Le Telramund d’Eike Wilm Schulte
pêche par le même manque d’ambigüité. La
voix ne se laisse jamais prendre en défaut, malgré les
tensions et les violences de la partition. Mais sa vaillance,
inébranlable, modifie le visage du mari d’Ortrud. Pas de
murmures enragés, de chuintements, de grognements
maléfiques mais une efficacité à tout crin
couplée d’une franchise déconcertante qui
brouillent un peu les cartes.
Avec Klaus Florian Vogt,
étoile montante du chant wagnérien applaudie
l’été dernier à Bayreuth, on retrouve le
qualificatif d’inhabituel qu’on employait tout à
l’heure. Si Lohengrin, contrairement à certaines
idées reçues, ne se pose pas en heldentenor,
on a néanmoins dans l’oreille une certaine bravoure. Klaus
Florian Vogt, par la pureté du timbre et la hauteur de
l’émission, évoque plus Tamino, voire
l’Evangéliste de La Passion selon Saint-Jean,
qu’un preux chevalier. Peu de métal donc mais un
angélisme qui rend miraculeux « num sei bedankt, mein
lieber Schwan », l’air d’entrée au
premier acte, et « In fernem Land », les adieux
du troisième.

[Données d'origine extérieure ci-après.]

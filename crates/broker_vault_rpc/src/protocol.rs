//! Wire protocol for the vault Unix-socket RPC (component B).
//!
//! Framing is a 4-byte big-endian length prefix followed by a UTF-8 JSON
//! payload. Line-delimited JSON was rejected because `opaque` credential
//! blobs may contain embedded newlines; a length prefix avoids that
//! ambiguity without needing to escape payload bytes.

use broker_vault::{Credential, CredentialEntry, ListEntry};
use serde::{Deserialize, Serialize};

pub const MAX_FRAME_BYTES: u32 = 16 * 1024 * 1024;

#[derive(Debug, Clone, Serialize, Deserialize)]
#[serde(tag = "op", rename_all = "kebab-case")]
pub enum Request {
    Ping,
    Get { protocol: String, target: String },
    List { protocol: Option<String> },
    Store {
        protocol: String,
        target: String,
        credential: Credential,
        #[serde(default)]
        label: Option<String>,
        #[serde(default)]
        allowed_paths: Option<Vec<String>>,
        #[serde(default)]
        rate_limit_per_minute: Option<u32>,
        #[serde(default)]
        expires_at: Option<f64>,
    },
    Delete { protocol: String, target: String },
    #[serde(rename = "get-token")]
    GetToken { target: String },
    #[serde(rename = "get-secret")]
    GetSecret { name: String },
}

#[derive(Debug, Clone, Serialize, Deserialize)]
#[serde(tag = "type", rename_all = "kebab-case")]
pub enum ResponseOk {
    Pong,
    Get { entry: Option<CredentialEntry> },
    List { entries: Vec<ListEntry> },
    Store,
    Delete { deleted: bool },
    #[serde(rename = "get-token")]
    GetToken { token: String },
    #[serde(rename = "get-secret")]
    GetSecret { value: String },
}

#[derive(Debug, Clone, Serialize, Deserialize)]
#[serde(untagged)]
pub enum Response {
    Ok {
        ok: bool,
        #[serde(flatten)]
        body: ResponseOk,
    },
    Err {
        ok: bool,
        error: String,
    },
}

impl Response {
    pub fn ok(body: ResponseOk) -> Self {
        Response::Ok { ok: true, body }
    }

    pub fn err(msg: impl Into<String>) -> Self {
        Response::Err { ok: false, error: msg.into() }
    }
}
//! broker_audit_spec
//!
//! Strongly-typed audit events for every security-mediating component.
//! Mirrors the broker's decision points:
//! - vault store/rpc access
//! - session token issuance/validation
//! - http + llm proxy admission/dispatch
//! - attachment interception
//! - tool-call guardrail decisions
//! - output guard redactions
//! - external-content envelope wrapping
//!
//! `AuditEvent` is the generic envelope the data model specifies
//! (ts/request_id/actor/component/category/decision/detail); `EventDetail`
//! carries the component-specific, strongly-typed payload. schema_version
//! increments are per-detail-variant, not global.

use serde::{Deserialize, Serialize};
use uuid::Uuid;

#[derive(Debug, Clone, Copy, Serialize, Deserialize, PartialEq, Eq)]
#[serde(transparent)]
pub struct RequestId(pub Uuid);

impl RequestId {
    pub fn new() -> Self {
        Self(Uuid::new_v4())
    }
}

impl Default for RequestId {
    fn default() -> Self {
        Self::new()
    }
}

#[derive(Debug, Clone, Serialize, Deserialize, PartialEq, Eq)]
#[serde(rename_all = "snake_case")]
pub enum Component {
    Vault,
    VaultRpc,
    Session,
    HttpProxy,
    LlmProxy,
    Attachments,
    Guardrail,
    OutputGuard,
    Envelope,
    RateLimit,
}

/// Stable log category, matching spec.md's error-kind -> category table
/// plus the "ok" counterparts for successful decisions.
#[derive(Debug, Clone, Copy, Serialize, Deserialize, PartialEq, Eq)]
#[serde(rename_all = "snake_case")]
pub enum Category {
    AuthDenied,
    NetBlocked,
    PolicyDenied,
    RateLimited,
    IoLimit,
    InputInvalid,
    UpstreamFail,
    UpstreamTimeout,
    UpstreamOk,
    VaultFail,
    VaultOk,
    BrokerBug,
    SecretRedacted,
    ContentWrapped,
}

#[derive(Debug, Clone, Copy, Serialize, Deserialize, PartialEq, Eq)]
#[serde(rename_all = "snake_case")]
pub enum Decision {
    Allow,
    Deny,
    Error,
}

#[derive(Debug, Clone, Serialize, Deserialize)]
pub struct Actor {
    /// e.g. "agent", "operator", loopback pid if known
    pub subsystem: String,
    pub session_id: Option<String>,
}

impl Actor {
    pub fn agent(session_id: Option<String>) -> Self {
        Self { subsystem: "agent".into(), session_id }
    }

    pub fn operator() -> Self {
        Self { subsystem: "operator".into(), session_id: None }
    }

    pub fn loopback() -> Self {
        Self { subsystem: "loopback".into(), session_id: None }
    }
}

#[derive(Debug, Clone, Serialize, Deserialize)]
pub struct VaultAccessDetail {
    pub op: String, // "get" | "store" | "delete" | "list" | "get-token" | "get-secret"
    pub protocol: Option<String>,
    pub target: Option<String>,
}

#[derive(Debug, Clone, Serialize, Deserialize)]
pub struct OAuthRefreshDetail {
    pub protocol: String,
    pub target: String,
    pub coalesced: bool, // true if this caller waited on an in-flight refresh
    pub latency_ms: Option<u64>,
}

#[derive(Debug, Clone, Serialize, Deserialize)]
pub struct SessionDetail {
    pub session_id: Option<String>,
    pub reason: Option<String>,
}

#[derive(Debug, Clone, Serialize, Deserialize)]
pub struct ProxyRequestDetail {
    pub method: String,
    pub host: Option<String>,
    pub path: Option<String>,
    pub status: Option<u16>,
    pub reason: Option<String>,
}

#[derive(Debug, Clone, Serialize, Deserialize)]
pub struct AttachmentDetail {
    pub provider_id: Option<String>,
    pub attachment_ref: Option<String>,
    pub size_bytes: Option<u64>,
    pub reason: Option<String>,
}

#[derive(Debug, Clone, Serialize, Deserialize)]
pub struct GuardrailDetail {
    pub tool: String,
    pub tier: String,
    pub layer: String, // "l1" | "l2" | "tier_gate"
    pub reason: Option<String>,
}

#[derive(Debug, Clone, Serialize, Deserialize)]
pub struct OutputGuardDetail {
    pub pattern: Option<String>,
    pub entropy_flagged: bool,
    pub sink: String,
}

#[derive(Debug, Clone, Serialize, Deserialize)]
pub struct EnvelopeDetail {
    pub source: String,
    pub service_id: String,
    pub risk_level: String,
    pub homoglyph_folded: bool,
    pub truncated: bool,
}

#[derive(Debug, Clone, Serialize, Deserialize)]
pub struct RateLimitDetail {
    pub key: String,
    pub limit: u32,
    pub window_secs: u64,
}

#[derive(Debug, Clone, Serialize, Deserialize)]
#[serde(tag = "kind", rename_all = "snake_case")]
pub enum EventDetail {
    VaultAccess(VaultAccessDetail),
    OAuthRefresh(OAuthRefreshDetail),
    Session(SessionDetail),
    ProxyRequest(ProxyRequestDetail),
    Attachment(AttachmentDetail),
    Guardrail(GuardrailDetail),
    OutputGuard(OutputGuardDetail),
    Envelope(EnvelopeDetail),
    RateLimit(RateLimitDetail),
}

#[derive(Debug, Clone, Serialize, Deserialize)]
pub struct AuditEvent {
    pub schema_version: u8,
    pub ts: f64,
    pub request_id: RequestId,
    pub actor: Actor,
    pub component: Component,
    pub category: Category,
    pub decision: Decision,
    pub detail: EventDetail,
}

impl AuditEvent {
    pub fn new(
        request_id: RequestId,
        actor: Actor,
        component: Component,
        category: Category,
        decision: Decision,
        detail: EventDetail,
    ) -> Self {
        Self {
            schema_version: 1,
            ts: broker_common::now_unix_secs_f64(),
            request_id,
            actor,
            component,
            category,
            decision,
            detail,
        }
    }
}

Pour le reste, on préfère davantage
de virilité.
On n’émet aucune réserve en revanche sur Anne Schwanewilms que certains parisiens avaient déjà pu découvrir en Maréchale
à l’Opéra de Paris et dont le chant, subjugue
d’un bout à l’autre de la soirée. L’air
d’entrée « Einsam in trüben
Tagen », exhalé comme on l’attend, met en
valeur la longueur du souffle et la beauté de la voix. Elle
n’est d’ailleurs pas sans rappeler, par sa caresse, sa
pulpe et ses sons flûtés, celle de Margaret Price. Lors du
duo avec Ortrud et encore plus avec Lohengrin, la soprano allemande
sait se départir de cette douceur céleste pour trouver
l’âpre assurance qu’exige la situation.
L’expression est non seulement vocale mais aussi physique. Le
regard, la grâce, la noblesse du geste et de l’attitude,
tout signifie pour, finalement, composer une Elsa idéale,
incarnée, à l’opposé de la blonde aux deux
tresses qu’on pourrait avoir à l’esprit, une Elsa
révélée donc qui pour une fois, n’en
déplaise à Ortrud, emporte la partie.